Cette relecture de l’histoire, qui permet de la vider de tout contexte et de faire dire n’importe quoi à n’importe qui, est, selon l’historienne, l’« un des éléments essentiels de la construction culturelle de l’extrême droite ». Le socialiste réformiste intransigeant, critique du capitalisme en crise, devient alors un argument pour permettre aux néofascistes de « dire ce qu’ils pensent » sans être gênés par des censeurs qui, bien sûr, sont toujours à gauche.

Le fascisme est encore là

Finalement, il y a une vraie continuité entre ce détournement de la figure de Matteotti et le fascisme historique qui avait voulu réécrire l’histoire italienne. Cela vient en quelque sorte confirmer la thèse de Luciano Canfora selon laquelle le « fascisme ne s’est pas terminé en avril 1945 ». Il a pris d’autres aspects, d’autres formes, poursuivi d’autres combats. Mais son noyau reste : un autoritarisme fondé sur le suprémacisme racial et les partis de masse mis au service d’un système économique en crise.

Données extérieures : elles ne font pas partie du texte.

//! Client-side grouping and filtering of a fetched result set.
//!
//! A [`Grouping`] partitions items by the value of one label. `BTreeMap`
//! keeps group names in lexicographic order, which is also the tab order in
//! the UI. The grouping is derived data: rebuild it whenever the items or the
//! grouping label change, and re-filter it whenever the read state changes.

use std::collections::{BTreeMap, HashMap};

use crate::model::{
    sort_items, FeedItem, LABEL_CONTENT, LABEL_LINK, LABEL_SUMMARY, LABEL_SUMMARY_SNIPPET,
    LABEL_TITLE,
};

/// Group name for items that lack the grouping label.
pub const PLACEHOLDER_GROUP: &str = "Uncategorized";

/// Label keys that carry content rather than categories. Never offered for grouping.
pub const EXCLUDED_GROUP_LABELS: &[&str] = &[
    LABEL_TITLE,
    LABEL_LINK,
    LABEL_SUMMARY_SNIPPET,
    LABEL_CONTENT,
    LABEL_SUMMARY,
    "pub_time",
];

/// Group name -> items, each group sorted newest first.
pub type Grouping = BTreeMap<String, Vec<FeedItem>>;

/// Partition `items` by `labels[group_by]`, sorting each group.
pub fn group(items: &[FeedItem], group_by: &str) -> Grouping {
    let mut groups: Grouping = BTreeMap::new();
    for item in items {
        let key = item.labels.get_or(group_by, PLACEHOLDER_GROUP);
        groups.entry(key.to_string()).or_default().push(item.clone());
    }
    for items in groups.values_mut() {
        sort_items(items);
    }
    groups
}

/// Remove read items, dropping groups that end up empty.
///
/// `is_read` receives each item's identity.
pub fn filter_read<F>(groups: &Grouping, is_read: F) -> Grouping
where
    F: Fn(&str) -> bool,
{
    groups
        .iter()
        .filter_map(|(name, items)| {
            let unread: Vec<FeedItem> = items
                .iter()
                .filter(|item| !is_read(&item.identity()))
                .cloned()
                .collect();
            (!unread.is_empty()).then(|| (name.clone(), unread))
        })
        .collect()
}

/// Number of unread items in a flat result set.
pub fn unread_count<F>(items: &[FeedItem], is_read: F) -> usize
where
    F: Fn(&str) -> bool,
{
    items
        .iter()
        .filter(|item| !is_read(&item.identity()))
        .count()
}

/// Label keys worth offering as grouping choices.
///
/// A key qualifies when at least one of its values is shared by two or more
/// items; a label whose values are all distinct would produce one group per
/// item. `default_label` always qualifies. Result: default first, then the
/// rest in lexicographic order.
pub fn discover_groupable_labels(items: &[FeedItem], default_label: &str) -> Vec<String> {
    let mut value_counts: BTreeMap<&str, HashMap<&str, usize>> = BTreeMap::new();
    for item in items {
        for (key, value) in item.labels.iter() {
            if EXCLUDED_GROUP_LABELS.contains(&key) {
                continue;
            }
            *value_counts.entry(key).or_default().entry(value).or_default() += 1;
        }
    }

    let mut labels = vec![default_label.to_string()];
    labels.extend(
        value_counts
            .into_iter()
            .filter(|(key, counts)| *key != default_label && counts.values().any(|&n| n > 1))
            .map(|(key, _)| key.to_string()),
    );
    labels
}

/// Keep `current` if it is still offered, otherwise fall back to `default_label`.
pub fn resolve_group_label(current: &str, available: &[String], default_label: &str) -> String {
    if available.iter().any(|l| l == current) {
        current.to_string()
    } else {
        if current != default_label {
            tracing::debug!(
                current,
                default = default_label,
                "Grouping label no longer available, resetting"
            );
        }
        default_label.to_string()
    }
}

/// Items of `group_name` under `group_by`, in display order.
///
/// Rebuilds one group from the flat result set without materializing the
/// others (used by the reader's "next item").
pub fn items_in_group(items: &[FeedItem], group_by: &str, group_name: &str) -> Vec<FeedItem> {
    let mut members: Vec<FeedItem> = items
        .iter()
        .filter(|item| item.labels.get_or(group_by, PLACEHOLDER_GROUP) == group_name)
        .cloned()
        .collect();
    sort_items(&mut members);
    members
}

En Italie, cette continuité est une réalité. Ainsi, si l’on veut avoir l’assurance que la cérémonie honorant Matteotti était une sinistre farce, on se souviendra qu’au même moment, les postes italiennes ont édité un timbre à l’effigie d’Italo Foschi, dignitaire fasciste qui avait félicité le commando pour l’assassinat du député socialiste. En un geste, la réalité du « melonisme » semble se révéler.

C’est en cela que la période qui s’achève par le martyr de Matteotti doit nous importer. Son assassinat est le point d’orgue de cette mutation de la démocratie en fascisme. Luciano Canfora résume ainsi les grands traits de la période 1922-1924 qui font étrangement écho à notre présent, en Italie et en France : « Intimider l’opposition avec des accusations invraisemblables ; intimider les opposants individuels avec des rafales de querelles ; mettre en accusation ou délégitimer les organes de contrôle ; diaboliser les gouvernements précédents à coups de commission d’enquête ; monopoliser l’information ; projeter de modifier l’ordre constitutionnel. »

Cette liste est celle des actions que Giacomo Matteotti a combattues d’octobre 1922 jusqu’à sa mort. Et ce sont ces méthodes qui ont conduit à l’instauration du régime en 1925-1926. Ce n’est pas un hasard si elles nous paraissent si contemporaines. Le 11 juin, un député du Mouvement 5 étoiles a été frappé en pleine salle de Montecitorio par un collègue du parti de Giorgia Meloni. Quant à cette dernière, elle tente de modifier la Constitution pour créer un régime personnel et resserre son emprise sur les médias.

Au moment où la dirigeante italienne apparaît pour la droite européenne comme une forme d’évolution « rassurante » de l’extrême droite, où elle sert de modèle à l’alliance entre le RN et le parti Les Républicains, tout cela nous rappelle la réalité de ce fascisme qui continue. Cent ans après son martyre, Giacomo Matteotti nous interpelle doublement. Il nous rappelle ce qu’est cette lente dérive vers la dictature et il nous met en garde contre les falsifications de l’histoire auxquelles se livrent les héritiers de ses assassins.